UB40 singles chronology
| "All I Want to Do" (1986) | "Rat in Mi Kitchen" (1987) | "Watchdogs" (1987) |

Official audio
- "Rat in Mi Kitchen" on YouTube

= Rat in Mi Kitchen =

1987 single by UB40

"Rat in Mi Kitchen" is a song written and performed by British reggae and pop group UB40. It features Herb Alpert on trumpet and is the sixth track on their seventh album, Rat in the Kitchen (1986). Released as a single on 5 January 1987, it reached number 12 on the UK Singles Chart later the same month, staying on the chart for seven weeks. The sleeve artwork is by Bob Linney.

==Background==
Although "Rat in Mi Kitchen" is attributed to the whole group, like many UB40 songs, it was written by Astro. At the time, lead singer Ali Campbell had moved into a new home in Balsall Heath, Birmingham and was troubled by rodents.
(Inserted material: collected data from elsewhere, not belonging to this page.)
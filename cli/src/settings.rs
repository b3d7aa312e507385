//! CLI settings file

use anyhow::{Context, Result};
use serde::{Deserialize, Serialize};
use solana_sdk::pubkey::Pubkey;
use std::path::Path;
use std::str::FromStr;

/// Program id of the deployed prediction-market program
pub const DEFAULT_PROGRAM_ID: &str = "5q1C8N47AYvLu7w6LKngwXhLjrZCZ5izMB8nbziZhYEV";

/// Settings file used when neither `--config` nor `MARKET_CLI_CONFIG` is given
pub const DEFAULT_SETTINGS_PATH: &str = "market-cli.toml";

pub const SETTINGS_ENV: &str = "MARKET_CLI_CONFIG";

#[derive(Debug, Clone, PartialEq, Serialize, Deserialize)]
#[serde(default)]
pub struct Settings {
    /// Prediction-market program id (base58)
    pub program_id: String,

    /// Skip the RPC node's simulation before broadcast
    pub skip_preflight: bool,

    /// Values written by the `config` command
    pub market_config: MarketConfigSettings,

    /// Token metadata and slot window used by the `market` command
    pub market: MarketSettings,
}

#[derive(Debug, Clone, PartialEq, Serialize, Deserialize)]
#[serde(default)]
pub struct MarketConfigSettings {
    /// Team wallet receiving platform fees, defaults to the signer
    pub team_wallet: Option<String>,

    /// Fees in basis points (100 = 1%)
    pub platform_buy_fee: u64,
    pub platform_sell_fee: u64,
    pub lp_buy_fee: u64,
    pub lp_sell_fee: u64,

    /// Supply minted per outcome token, in base units. Must be a whole number of tokens.
    pub token_supply: u64,
    pub token_decimals: u8,
    pub initial_real_token_reserves: u64,

    /// Minimum liquidity in lamports
    pub min_sol_liquidity: u64,
}

#[derive(Debug, Clone, PartialEq, Serialize, Deserialize)]
#[serde(default)]
pub struct MarketSettings {
    pub yes_symbol: String,
    pub yes_uri: String,
    pub no_symbol: String,
    pub no_uri: String,
    pub start_slot: Option<u64>,
    pub ending_slot: Option<u64>,
}

impl Default for Settings {
    fn default() -> Self {
        Self {
            program_id: DEFAULT_PROGRAM_ID.to_string(),
            skip_preflight: true,
            market_config: MarketConfigSettings::default(),
            market: MarketSettings::default(),
        }
    }
}

impl Default for MarketConfigSettings {
    fn default() -> Self {
        Self {
            team_wallet: None,
            platform_buy_fee: 100,
            platform_sell_fee: 100,
            lp_buy_fee: 20,
            lp_sell_fee: 20,
            token_supply: 1_000_000_000_000_000,
            token_decimals: 6,
            initial_real_token_reserves: 1_000_000_000,
            min_sol_liquidity: 5_000_000_000,
        }
    }
}

impl Default for MarketSettings {
    fn default() -> Self {
        Self {
            yes_symbol: "AGREE".to_string(),
            yes_uri: "https://arweave.net/prediction-market/yes.json".to_string(),
            no_symbol: "DISAGREE".to_string(),
            no_uri: "https://arweave.net/prediction-market/no.json".to_string(),
            start_slot: None,
            ending_slot: None,
        }
    }
}

impl Settings {
    /// Load settings.
    ///
    /// An explicit path (flag or environment) must exist. The implicit default
    /// path is optional and falls back to built-in defaults.
    pub fn load(explicit: Option<&str>) -> Result<Self> {
        let explicit = explicit
            .map(str::to_string)
            .or_else(|| std::env::var(SETTINGS_ENV).ok());

        match explicit {
            Some(path) => Self::from_file(&path),
            None if Path::new(DEFAULT_SETTINGS_PATH).exists() => {
                Self::from_file(DEFAULT_SETTINGS_PATH)
            }
            None => {
                log::warn!("No settings file found, using defaults");
                Ok(Self::default())
            }
        }
    }

    pub fn from_file(path: &str) -> Result<Self> {
        let expanded = shellexpand::tilde(path);
        let settings_str = std::fs::read_to_string(expanded.as_ref())
            .context(format!("Failed to read settings file: {}", path))?;

        Self::from_toml(&settings_str)
    }

    pub fn from_toml(settings_str: &str) -> Result<Self> {
        let settings: Settings =
            toml::from_str(settings_str).context("Failed to parse settings TOML")?;
        settings.program_id()?;
        settings.market_config.team_wallet()?;
        Ok(settings)
    }

    pub fn program_id(&self) -> Result<Pubkey> {
        Pubkey::from_str(&self.program_id)
            .context(format!("Invalid program_id: {}", self.program_id))
    }

    /// Write default settings to file
    pub fn write_default(path: &str) -> Result<()> {
        let toml_str = toml::to_string_pretty(&Self::default())
            .context("Failed to serialize settings")?;

        std::fs::write(path, toml_str)
            .context(format!("Failed to write settings to {}", path))?;

        log::info!("Created default settings at {}", path);
        Ok(())
    }
}

impl MarketConfigSettings {
    pub fn team_wallet(&self) -> Result<Option<Pubkey>> {
        self.team_wallet
            .as_deref()
            .map(|s| Pubkey::from_str(s).context(format!("Invalid team_wallet: {}", s)))
            .transpose()
    }
}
When asked by Astro if he had any ideas for new songs he replied, "Oh God, I don't care about the album for a minute, I've got a rat in the kitchen!" Astro, who sings lead vocals on the song, wrote the track in response.

==Charts==
===Weekly charts===

| Chart (1987) | Peak position |
|---|---|
| Australia (Kent Music Report) | 84 |
| Belgium (Ultratop 50 Flanders) | 4 |
| Europe (European Hot 100 Singles) | 23 |
| Ireland (IRMA) | 7 |
| Netherlands (Dutch Top 40) | 7 |
| Netherlands (Single Top 100) | 7 |
| New Zealand (Recorded Music NZ) | 45 |
| UK Singles (Official Charts) | 12 |

===Year-end charts===

| Chart (1987) | Position |
|---|---|
| Belgium (Ultratop) | 64 |
| Netherlands (Dutch Top 40) | 47 |
| Netherlands (Single Top 100) | 41 |

==Certifications==

| Region | Certification | Certified units/sales |
| New Zealand (RMNZ) | Gold | 15,000^{‡} |
| United Kingdom (BPI) | Silver | 200,000^{‡} |
^{‡} Sales+streaming figures based on certification alone.